Dynamic Scene Graph Generation (DSGG) focuses on identifying visual relationships within the spatial-temporal domain of videos. Conventional approaches often employ multi-stage pipelines, which typically consist of object detection, temporal association, and multi-relation classification. However, these methods exhibit inherent limitations due to the separation of multiple stages, and independent optimization of these sub-problems may yield sub-optimal solutions. To remedy these limitations, we propose a one-stage end-to-end framework, termed OED, which streamlines the DSGG pipeline. This framework reformulates the task as a set prediction problem and leverages pair-wise features to represent each subject-object pair within the scene graph. Moreover, another challenge of DSGG is capturing temporal dependencies, we introduce a Progressively Refined Module (PRM) for aggregating temporal context without the constraints of additional trackers or handcrafted trajectories, enabling end-to-end optimization of the network. Extensive experiments conducted on the Action Genome benchmark demonstrate the effectiveness of our design. The code and models are available at \url{https://github.com/guanw-pku/OED}.

Figures (3)

• Figure 1: Comparison between existing multi-stage paradigm and proposed one-stage end-to-end framework. (a) Multi-stage methods, typically detect object instances by individual object detector and may associate objects between frames to aggregate temporal context based on detection results, followed by predicate classification for all candidate subject and object pairs, where tracking maybe lost. (b) Our one-stage end-to-end method, directly generates dynamic scene graph for given video sequence, without individual consideration for object instance detection and tracking. The missing spatial context and predicate temporal dependency could be supplemented with spatial context of reference frames.

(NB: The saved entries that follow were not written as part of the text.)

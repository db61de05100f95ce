//! Inspect and maintain a clipboard history database offline.
//!
//! Usage:
//!     cargo run --bin history-tool -- --db copy_stack.db list
//!     cargo run --bin history-tool -- --db copy_stack.db seed 50
//!
//! Set RUST_LOG=debug for store diagnostics.

use anyhow::{Context, Result};
use clap::{Parser, Subcommand};
use copystack::database::Database;
use copystack::formats::{self, PREVIEW_CHARS};
use copystack::{ClipboardEvent, ClipboardItem, DataItem, EventId, HistoryStore};
use std::path::PathBuf;
use std::sync::Arc;

#[derive(Parser)]
#[command(name = "history-tool", about = "Inspect a Copy Stack history database")]
struct Cli {
    /// Path of the SQLite history database
    #[arg(long, default_value = "copy_stack.db")]
    db: PathBuf,

    #[command(subcommand)]
    command: Command,
}

#[derive(Subcommand)]
enum Command {
    /// Print stored events, newest first
    List {
        /// Emit full records as JSON (payloads base64)
        #[arg(long)]
        json: bool,
    },
    /// Print one event with every representation
    Show { id: EventId },
    /// Delete one event (absent ids are ignored)
    Delete { id: EventId },
    /// Delete every event
    Clear,
    /// Print the capacity
    GetMax,
    /// Change the capacity (1-1000)
    SetMax { max_items: i64 },
    /// Insert sample events
    Seed {
        #[arg(default_value_t = 20)]
        count: usize,
    },
}

/// Sample snippets for seeded events
const SAMPLES: &[&str] = &[
    "git commit -m \"Fix race in clipboard watcher\"",
    "https://docs.rs/rusqlite/latest/rusqlite/",
    "SELECT id, capturedAt FROM events ORDER BY id DESC;",
    "Meeting moved to Thursday 3pm",
    "#FF5733",
    "fn main() {\n    println!(\"hello\");\n}",
];

fn sample_event(index: usize) -> ClipboardEvent {
    let text = format!("{} ({})", SAMPLES[index % SAMPLES.len()], index);
    if index % 3 == 0 {
        // Rich copy: plain text plus an RTF flavor
        let rtf = format!("{{\\rtf1\\ansi {}}}", text);
        ClipboardEvent::new(vec![ClipboardItem::new(vec![
            DataItem::new(formats::UTF8_PLAIN_TEXT, text.as_bytes()),
            DataItem::new(formats::RTF, rtf.into_bytes()),
        ])])
    } else {
        ClipboardEvent::from_text(&text)
    }
}

fn main() -> Result<()> {
    tracing_subscriber::fmt()
        .with_env_filter(tracing_subscriber::EnvFilter::from_default_env())
        .with_writer(std::io::stderr)
        .init();

    let cli = Cli::parse();
    let database = Database::open(&cli.db)
        .with_context(|| format!("opening {}", cli.db.display()))?;
    let store = HistoryStore::open(Arc::new(database), 100)?;

    match cli.command {
        Command::List { json } => {
            let records = store.list();
            if json {
                println!("{}", serde_json::to_string_pretty(&records)?);
            } else {
                for record in &records {
                    println!(
                        "{:>6}  {}  {}",
                        record.id,
                        record.captured_at.format("%Y-%m-%d %H:%M:%S"),
                        record.preview(PREVIEW_CHARS)
                    );
                }
                println!("{} / {} events", records.len(), store.max_items());
            }
        }
        Command::Show { id } => {
            let record = store
                .get(id)
                .with_context(|| format!("event {} not found", id))?;
            println!("id:          {}", record.id);
            println!("captured_at: {}", record.captured_at.to_rfc3339());
            println!("hash:        {}", record.content_hash);
            for (index, item) in record.event.items.iter().enumerate() {
                println!("item {}:", index);
                for rep in &item.representations {
                    println!("  {:<32} {} bytes", rep.format, rep.payload.len());
                }
            }
        }
        Command::Delete { id } => {
            if store.delete(id) {
                println!("Deleted event {}", id);
            } else {
                println!("No event {}", id);
            }
        }
        Command::Clear => {
            store.clear_all();
            println!("History cleared");
        }
        Command::GetMax => println!("{}", store.max_items()),
        Command::SetMax { max_items } => {
            store.set_max_items(max_items)?;
            println!("Capacity set to {} ({} events kept)", store.max_items(), store.len());
        }
        Command::Seed { count } => {
            for index in 0..count {
                store.insert(sample_event(index));
            }
            println!("Inserted {} events ({} kept)", count, store.len());
        }
    }

    store.flush()?;
    Ok(())
}
//! Runtime configuration
//!
//! Read from TOML. Missing keys fall back to defaults; values are range-checked
//! with `validator` before anything is started.

use serde::{Deserialize, Serialize};
use std::path::{Path, PathBuf};
use std::time::Duration;
use thiserror::Error;
use validator::Validate;

#[derive(Error, Debug)]
pub enum ConfigError {
    #[error("IO error: {0}")]
    Io(#[from] std::io::Error),
    #[error("Parse error: {0}")]
    Parse(#[from] toml::de::Error),
    #[error("Invalid configuration: {0}")]
    Invalid(#[from] validator::ValidationErrors),
}

#[derive(Debug, Clone, PartialEq, Serialize, Deserialize, Validate)]
#[serde(default)]
pub struct HistoryConfig {
    pub database_path: PathBuf,
    /// Capacity used until the user picks one
    #[validate(range(min = 1, max = 1000))]
    pub default_max_items: u32,
    #[validate(range(min = 10, max = 60000))]
    pub poll_interval_ms: u32,
    /// Upper bound on any single clipboard read or write
    #[validate(range(min = 10, max = 60000))]
    pub clipboard_timeout_ms: u32,
    /// Pending notifications kept per subscriber
    #[validate(range(min = 1, max = 1024))]
    pub notification_capacity: u32,
}

impl Default for HistoryConfig {
    fn default() -> Self {
        Self {
            database_path: PathBuf::from("copy_stack.db"),
            default_max_items: 100,
            poll_interval_ms: 300,
            clipboard_timeout_ms: 1000,
            notification_capacity: 16,
        }
    }
}

impl HistoryConfig {
    pub fn from_toml_str(source: &str) -> Result<Self, ConfigError> {
        let config: HistoryConfig = toml::from_str(source)?;
        config.validate()?;
        Ok(config)
    }

    pub fn load<P: AsRef<Path>>(path: P) -> Result<Self, ConfigError> {
        let source = std::fs::read_to_string(path)?;
        Self::from_toml_str(&source)
    }

    pub fn poll_interval(&self) -> Duration {
        Duration::from_millis(u64::from(self.poll_interval_ms))
    }

    pub fn clipboard_timeout(&self) -> Duration {
        Duration::from_millis(u64::from(self.clipboard_timeout_ms))
    }
}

• Figure 2: OED Framework: Spatial-temporal context aggregation is conducted within a one-stage end-to-end paradigm. Visual features of the target frame and reference frames are extracted using a CNN backbone and a Transformer encoder. Subsequently, two cascaded decoders are employed to aggregate spatial context both within and between pairs. Temporal context is then aggregated in a progressively refined manner, considering pair-wise features of the target frame and reference frames.
• Figure 3: Progressively refined long-range global temporal context aggregation.